LeadingFox, who is Pawnee and Otoe, knows firsthand what it’s like to navigate across cultural boundaries. His wife, Lyndsey, is Creek, Seminole and Cherokee. That means their children trace their Native American roots to five tribes.
“Every tribe is different,” LeadingFox noted. “Me being Pawnee, coming to the Seminole Tribe is like going to a different nation because some of their culture is completely different than I’ve learned over the years.”
While “we’re here just to love and share Christ,” LeadingFox acknowledged it was a process to be accepted in the new ministry community after the congregation called him as pastor in 2011. Even amid the tribal differences, however, “there are some doors that are open because we are Native.”
Building relationships is key
The word “Immokalee” comes from a similar Miccosukee word that means “my home,” LeadingFox noted.
“This is what has become home to us now,” he said. “We needed this community just to show us what living by faith looks like. We’ve stepped out, and God has really opened a lot of doors over the years.”
The congregation began in 2010 as a mission of Big Cypress First Baptist Church in the nearby Big Cypress Reservation. The Seminole Tribe of Florida built Immokalee’s church facilities and presented the keys and property debt free to the congregation. Immokalee First Seminole Baptist officially constituted as a church in 2012.

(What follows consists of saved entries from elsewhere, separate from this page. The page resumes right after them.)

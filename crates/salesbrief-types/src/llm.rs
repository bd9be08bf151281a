//! LLM request/response types for salesbrief.
//!
//! These types model the data shapes for provider interactions independent
//! of any particular HTTP API: a single-turn completion request, the
//! non-streaming response, usage, and errors.

use serde::{Deserialize, Serialize};
use std::fmt;
use std::str::FromStr;

/// Role of a message in an LLM conversation.
#[derive(Debug, Clone, PartialEq, Eq, Serialize, Deserialize)]
#[serde(rename_all = "lowercase")]
pub enum MessageRole {
    System,
    User,
    Assistant,
}

impl fmt::Display for MessageRole {
    fn fmt(&self, f: &mut fmt::Formatter<'_>) -> fmt::Result {
        match self {
            MessageRole::System => write!(f, "system"),
            MessageRole::User => write!(f, "user"),
            MessageRole::Assistant => write!(f, "assistant"),
        }
    }
}

impl FromStr for MessageRole {
    type Err = String;

    fn from_str(s: &str) -> Result<Self, Self::Err> {
        match s.to_lowercase().as_str() {
            "system" => Ok(MessageRole::System),
            "user" => Ok(MessageRole::User),
            "assistant" => Ok(MessageRole::Assistant),
            other => Err(format!("invalid message role: '{other}'")),
        }
    }
}

/// A single message in an LLM conversation.
#[derive(Debug, Clone, PartialEq, Eq, Serialize, Deserialize)]
pub struct Message {
    pub role: MessageRole,
    pub content: String,
}

impl Message {
    pub fn user(content: impl Into<String>) -> Self {
        Self {
            role: MessageRole::User,
            content: content.into(),
        }
    }
}

/// Request to an LLM provider for a completion.
#[derive(Debug, Clone, Serialize, Deserialize)]
pub struct CompletionRequest {
    /// Model identifier. Empty means "use the provider's configured model".
    pub model: String,
    pub messages: Vec<Message>,
    #[serde(skip_serializing_if = "Option::is_none")]
    pub max_tokens: Option<u32>,
    #[serde(skip_serializing_if = "Option::is_none")]
    pub temperature: Option<f64>,
}

/// Response from an LLM provider for a non-streaming completion.
#[derive(Debug, Clone, Serialize, Deserialize)]
pub struct CompletionResponse {
    pub id: String,
    pub content: String,
    pub model: String,
    pub stop_reason: StopReason,
    pub usage: Usage,
}

/// Reason why the LLM stopped generating.
#[derive(Debug, Clone, PartialEq, Eq, Serialize, Deserialize)]
#[serde(rename_all = "snake_case")]
pub enum StopReason {
    EndTurn,
    MaxTokens,
    ContentFilter,
}

impl fmt::Display for StopReason {
    fn fmt(&self, f: &mut fmt::Formatter<'_>) -> fmt::Result {
        match self {
            StopReason::EndTurn => write!(f, "end_turn"),
            StopReason::MaxTokens => write!(f, "max_tokens"),
            StopReason::ContentFilter => write!(f, "content_filter"),
        }
    }
}

impl FromStr for StopReason {
    type Err = String;

    fn from_str(s: &str) -> Result<Self, Self::Err> {
        match s.to_lowercase().as_str() {
            "end_turn" => Ok(StopReason::EndTurn),
            "max_tokens" => Ok(StopReason::MaxTokens),
            "content_filter" => Ok(StopReason::ContentFilter),
            other => Err(format!("invalid stop reason: '{other}'")),
        }
    }
}

/// Token usage for a completion request/response.
#[derive(Debug, Clone, Default, Serialize, Deserialize)]
pub struct Usage {
    pub input_tokens: u32,
    pub output_tokens: u32,
}

/// Errors from LLM provider operations.
#[derive(Debug, thiserror::Error)]
pub enum LlmError {
    #[error("provider error: {message}")]
    Provider { message: String },

    #[error("deserialization error: {0}")]
    Deserialization(String),

    #[error("rate limited (retry after {retry_after_ms:?}ms)")]
    RateLimited { retry_after_ms: Option<u64> },

    #[error("provider overloaded: {0}")]
    Overloaded(String),

    #[error("authentication failed")]
    AuthenticationFailed,

    #[error("invalid request: {0}")]
    InvalidRequest(String),

    #[error("provider returned no completion choices")]
    EmptyResponse,
}

/// Hosted inference provider behind the OpenAI-compatible chat API.
#[derive(Debug, Clone, Copy, Default, PartialEq, Eq, Serialize, Deserialize)]
#[serde(rename_all = "lowercase")]
pub enum ProviderKind {
    /// Hugging Face inference router (routes to e.g. novita).
    #[default]
    HuggingFace,
    OpenAi,
}

impl fmt::Display for ProviderKind {
    fn fmt(&self, f: &mut fmt::Formatter<'_>) -> fmt::Result {
        match self {
            ProviderKind::HuggingFace => write!(f, "huggingface"),
            ProviderKind::OpenAi => write!(f, "openai"),
        }
    }
}

impl FromStr for ProviderKind {
    type Err = String;

    fn from_str(s: &str) -> Result<Self, Self::Err> {
        match s.to_lowercase().as_str() {
            "huggingface" | "hf" => Ok(ProviderKind::HuggingFace),
            "openai" => Ok(ProviderKind::OpenAi),
            other => Err(format!("invalid provider: '{other}' (expected huggingface or openai)")),
        }
    }
}
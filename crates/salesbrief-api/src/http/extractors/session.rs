//! Browser session extractor.
//!
//! Each browser is identified by the `sbrief_session` cookie. A request
//! without a valid cookie gets a fresh id; the handler must then attach the
//! `Set-Cookie` header via [`BrowserSession::attach`].

use std::convert::Infallible;

use axum::extract::FromRequestParts;
use axum::http::header::{COOKIE, SET_COOKIE};
use axum::http::request::Parts;
use axum::http::HeaderValue;
use axum::response::Response;
use salesbrief_core::session::{SessionId, SessionStore};
use uuid::Uuid;

use crate::state::AppState;

/// Name of the session cookie.
pub const SESSION_COOKIE: &str = "sbrief_session";

/// The caller's session id, and whether it was just minted.
#[derive(Debug, Clone, Copy)]
pub struct BrowserSession {
    pub id: SessionId,
    pub is_new: bool,
}

impl FromRequestParts<AppState> for BrowserSession {
    type Rejection = Infallible;

    async fn from_request_parts(
        parts: &mut Parts,
        _state: &AppState,
    ) -> Result<Self, Self::Rejection> {
        match session_from_headers(parts) {
            Some(id) => Ok(Self { id, is_new: false }),
            None => Ok(Self {
                id: SessionStore::new_session_id(),
                is_new: true,
            }),
        }
    }
}

impl BrowserSession {
    /// `Set-Cookie` value for this session.
    pub fn cookie(&self) -> String {
        format!(
            "{SESSION_COOKIE}={}; Path=/; HttpOnly; SameSite=Lax",
            self.id
        )
    }

    /// Attach the cookie to `response` when the session was just created.
    pub fn attach(&self, mut response: Response) -> Response {
        if self.is_new
            && let Ok(value) = HeaderValue::from_str(&self.cookie())
        {
            response.headers_mut().append(SET_COOKIE, value);
        }
        response
    }
}

/// Find the session cookie across all `Cookie` headers.
fn session_from_headers(parts: &Parts) -> Option<SessionId> {
    parts
        .headers
        .get_all(COOKIE)
        .iter()
        .filter_map(|value| value.to_str().ok())
        .flat_map(|header| header.split(';'))
        .filter_map(|pair| pair.trim().split_once('='))
        .find(|(name, _)| *name == SESSION_COOKIE)
        .and_then(|(_, value)| Uuid::parse_str(value.trim()).ok())
}
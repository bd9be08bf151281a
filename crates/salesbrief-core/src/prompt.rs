//! Prompt assembly.
//!
//! The template is a static asset (`templates/sales_brief.md.j2`) compiled into
//! the binary and rendered with minijinja in strict mode, so a missing slot
//! is a render error rather than an empty string. Assembly is a pure
//! function of its input.

use minijinja::{Environment, UndefinedBehavior, context};

use salesbrief_types::brief::{CollectedInput, PromptText};
use salesbrief_types::error::BriefError;

/// Template source, embedded at compile time.
pub const TEMPLATE: &str = include_str!("../templates/sales_brief.md.j2");

/// Bumped whenever the template wording changes.
pub const TEMPLATE_VERSION: &str = "2";

const TEMPLATE_NAME: &str = "sales_brief.md";

/// Heading of the section that carries uploaded file content.
pub const FILE_SECTION_HEADING: &str = "File content:";

/// Slot value when neither overview text nor a file was supplied.
pub const NOT_PROVIDED: &str = "Not provided";

/// Render the template for `input` and append the file section if any.
pub fn assemble(input: &CollectedInput) -> Result<PromptText, BriefError> {
    let mut env = Environment::new();
    env.set_keep_trailing_newline(true);
    env.set_undefined_behavior(UndefinedBehavior::Strict);
    env.add_template(TEMPLATE_NAME, TEMPLATE)
        .map_err(|e| BriefError::Template(e.to_string()))?;

    let form = &input.form;
    let rendered = env
        .get_template(TEMPLATE_NAME)
        .and_then(|tmpl| {
            tmpl.render(context! {
                product_name => &form.product_name,
                product_category => &form.product_category,
                competitors => &form.competitors,
                value_proposition => &form.value_proposition,
                target_customer => &form.target_customer,
                optional_overview => optional_overview(input),
            })
        })
        .map_err(|e| BriefError::Template(e.to_string()))?;

    Ok(PromptText::new(append_file_section(rendered, input.artifact_text())))
}

/// Value of the optional slot: overview text, else file name, else [`NOT_PROVIDED`].
fn optional_overview(input: &CollectedInput) -> &str {
    if let Some(text) = input
        .form
        .optional_text
        .as_deref()
        .filter(|t| !t.trim().is_empty())
    {
        return text;
    }
    match &input.artifact {
        Some(artifact) if !artifact.file_name.is_empty() => &artifact.file_name,
        _ => NOT_PROVIDED,
    }
}

fn append_file_section(mut prompt: String, file_text: &str) -> String {
    if !file_text.is_empty() {
        prompt.push_str("\n\n---\n");
        prompt.push_str(FILE_SECTION_HEADING);
        prompt.push('\n');
        prompt.push_str(file_text);
    }
    prompt
}
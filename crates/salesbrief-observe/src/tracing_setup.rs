//! Tracing subscriber initialization with structured logging and optional
//! OpenTelemetry trace export.
//!
//! # Usage
//!
//! ```no_run
//! use salesbrief_observe::tracing_setup::{init_tracing, TracingOptions};
//!
//! init_tracing(&TracingOptions::default()).unwrap();
//! ```

use opentelemetry::trace::TracerProvider as _;
use opentelemetry_sdk::trace::SdkTracerProvider;
use tracing::Subscriber;
use tracing_subscriber::EnvFilter;
use tracing_subscriber::Layer;
use tracing_subscriber::fmt::MakeWriter;
use tracing_subscriber::fmt::format::FmtSpan;
use tracing_subscriber::layer::SubscriberExt;
use tracing_subscriber::registry::LookupSpan;
use tracing_subscriber::util::SubscriberInitExt;

use std::io::IsTerminal;
use std::sync::OnceLock;

/// Stores the OTel tracer provider so it can be shut down cleanly on exit.
static TRACER_PROVIDER: OnceLock<SdkTracerProvider> = OnceLock::new();

/// How the global subscriber should be built.
#[derive(Debug, Clone)]
pub struct TracingOptions {
    /// Filter directive used when `RUST_LOG` is not set.
    pub default_filter: String,
    /// Emit one JSON object per event instead of human-readable lines.
    pub json: bool,
    /// Bridge spans to OpenTelemetry with a stdout exporter.
    pub otel: bool,
}

impl Default for TracingOptions {
    fn default() -> Self {
        Self {
            default_filter: "warn".to_string(),
            json: false,
            otel: false,
        }
    }
}

impl TracingOptions {
    /// Map a `-v` count to a default filter directive.
    pub fn from_verbosity(verbose: u8, quiet: bool) -> Self {
        let default_filter = match verbose {
            0 if quiet => "error",
            0 => "warn,salesbrief=info,sbrief=info,tower_http=info",
            1 => "info,salesbrief=debug,sbrief=debug",
            _ => "trace",
        };
        Self {
            default_filter: default_filter.to_string(),
            ..Self::default()
        }
    }
}

/// Initialize the global tracing subscriber.
///
/// - `RUST_LOG` wins over `default_filter` when set.
/// - Installs either a plain `fmt` layer or a JSON layer, both with span
///   close timing, writing to stderr. Stdout carries command output only.
/// - When `otel` is set, additionally bridges tracing spans to OpenTelemetry
///   using a stdout exporter.
///
/// # Errors
///
/// Returns an error if the global subscriber has already been set.
pub fn init_tracing(options: &TracingOptions) -> Result<(), Box<dyn std::error::Error>> {
    let env_filter = EnvFilter::try_from_default_env()
        .unwrap_or_else(|_| EnvFilter::new(&options.default_filter));

    let otel_layer = if options.otel {
        let provider = SdkTracerProvider::builder()
            .with_simple_exporter(opentelemetry_stdout::SpanExporter::default())
            .build();
        let tracer = provider.tracer("salesbrief");

        // Store the provider for shutdown and register it globally.
        let _ = TRACER_PROVIDER.set(provider.clone());
        opentelemetry::global::set_tracer_provider(provider);

        Some(tracing_opentelemetry::layer().with_tracer(tracer))
    } else {
        None
    };

    tracing_subscriber::registry()
        .with(env_filter)
        .with(fmt_layer(
            options.json,
            std::io::stderr().is_terminal(),
            std::io::stderr,
        ))
        .with(otel_layer)
        .try_init()?;

    Ok(())
}

/// Text or JSON event layer with span close timing, writing to `writer`.
fn fmt_layer<S, W>(json: bool, ansi: bool, writer: W) -> Box<dyn Layer<S> + Send + Sync>
where
    S: Subscriber + for<'a> LookupSpan<'a>,
    W: for<'w> MakeWriter<'w> + Send + Sync + 'static,
{
    let layer = tracing_subscriber::fmt::layer()
        .with_writer(writer)
        .with_target(true)
        .with_span_events(FmtSpan::CLOSE);
    if json {
        layer.json().boxed()
    } else {
        layer.with_ansi(ansi).boxed()
    }
}

/// Flush pending traces and shut down the OpenTelemetry tracer provider.
///
/// Safe to call even when OTel was not enabled (no-op in that case).
pub fn shutdown_tracing() {
    if let Some(provider) = TRACER_PROVIDER.get() {
        if let Err(e) = provider.shutdown() {
            eprintln!("Warning: OTel tracer provider shutdown error: {e}");
        }
    }
}
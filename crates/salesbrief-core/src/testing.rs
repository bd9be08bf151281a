//! Scripted provider for unit tests.

use std::sync::atomic::{AtomicUsize, Ordering};
use std::sync::{Arc, Mutex};

use salesbrief_types::llm::{
    CompletionRequest, CompletionResponse, LlmError, StopReason, Usage,
};

use crate::llm::provider::LlmProvider;

type Outcome = Box<dyn Fn() -> Result<String, LlmError> + Send + Sync>;

/// Returns a fixed reply (or error) and records every request.
pub struct ScriptedProvider {
    outcome: Outcome,
    calls: Arc<AtomicUsize>,
    requests: Arc<Mutex<Vec<CompletionRequest>>>,
}

impl ScriptedProvider {
    pub fn replying(text: &str) -> Self {
        let text = text.to_string();
        Self::with_outcome(Box::new(move || Ok(text.clone())))
    }

    pub fn failing(err: impl Fn() -> LlmError + Send + Sync + 'static) -> Self {
        Self::with_outcome(Box::new(move || Err(err())))
    }

    fn with_outcome(outcome: Outcome) -> Self {
        Self {
            outcome,
            calls: Arc::new(AtomicUsize::new(0)),
            requests: Arc::new(Mutex::new(Vec::new())),
        }
    }

    pub fn calls(&self) -> Arc<AtomicUsize> {
        self.calls.clone()
    }

    pub fn requests(&self) -> Arc<Mutex<Vec<CompletionRequest>>> {
        self.requests.clone()
    }
}

impl LlmProvider for ScriptedProvider {
    fn name(&self) -> &str {
        "scripted"
    }

    fn model(&self) -> &str {
        "scripted-model"
    }

    async fn complete(&self, request: &CompletionRequest) -> Result<CompletionResponse, LlmError> {
        self.calls.fetch_add(1, Ordering::SeqCst);
        self.requests.lock().unwrap().push(request.clone());
        let content = (self.outcome)()?;
        Ok(CompletionResponse {
            id: "resp-1".to_string(),
            content,
            model: request.model.clone(),
            stop_reason: StopReason::EndTurn,
            usage: Usage::default(),
        })
    }
}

As the congregation marks its 10th anniversary as a free-standing church, LeadingFox said, “What I’ve learned over the years in ministry in the Native American community is you have to establish a relationship first. It takes time to do that because especially the Native community has a lot of guards up just because of trauma of the past and things that have happened in history.
“That’s still a process,” he added. “We’re 11 years into it, and there are some that are still ultra guarded around us and the idea of church. It’s just a battle that the Native community has because there are people that have traditional beliefs, and they’re so opposed to church.”
Citing such issues as alcoholism, drug abuse and suicide that are prevalent on many reservations, LeadingFox said, “It’s really just a reflection of the dark world that we live in.
“When you serve in one place for over a decade, you’ll see a lot of ups and downs,” he acknowledged. “One thing we’ve learned along the way is no matter how high the up goes or how low the down goes, God’s the same. As long as we’re focused on the Lord, I believe He’s the one who’s going to help us in every up and down.”
Serving Native Americans across the U.S.
As a board member for the Fellowship of Native American Christians, LeadingFox is deeply committed to reaching fellow Native Americans with the gospel of Christ.
Leaders of the national ministry organization “have a heart as Native people to help to reach our Native nations because there’s a need there,” LeadingFox explained. “There are so many that are hurting and are seeking hope.”
Others, he admitted, have tragically lost any sense of hope.
Among Native Americans in more than 570 tribes across the country, “less than 10% have an actual real relationship with Christ,” LeadingFox said. “They’ve never given their life to the Lord for salvation.
“Our heart is to share and to pour into the Native community,” he continued. “We try to do that through contextualizing resources that are relevant to the Native community.”
While Native Americans make up less than 2% of the U.S. population, according to the 2020 Census, “Native people are still here, they’re still strong, they still have a voice,” LeadingFox insisted. “We may be an insignificant population numbers-wise, but we’re not insignificant in the eyes of God. He sees every single one of us no matter what our background is.”
Inviting fellow believers to pray for his congregation and ministry, LeadingFox said, “The biggest need we have is just keeping our eyes on the Lord and serving faithfully.
“Even though we are on a reservation, we try with all our heart to be the Lord’s church, and we don’t turn anyone away,” he affirmed. “Anyone that wants to come and worship with us, they are welcome here.”
For Josh LeadingFox and Immokalee First Seminole Baptist Church, that means seeking to reach and serve “Every Nation, Every Tribe, Every People, Every Language” — every day.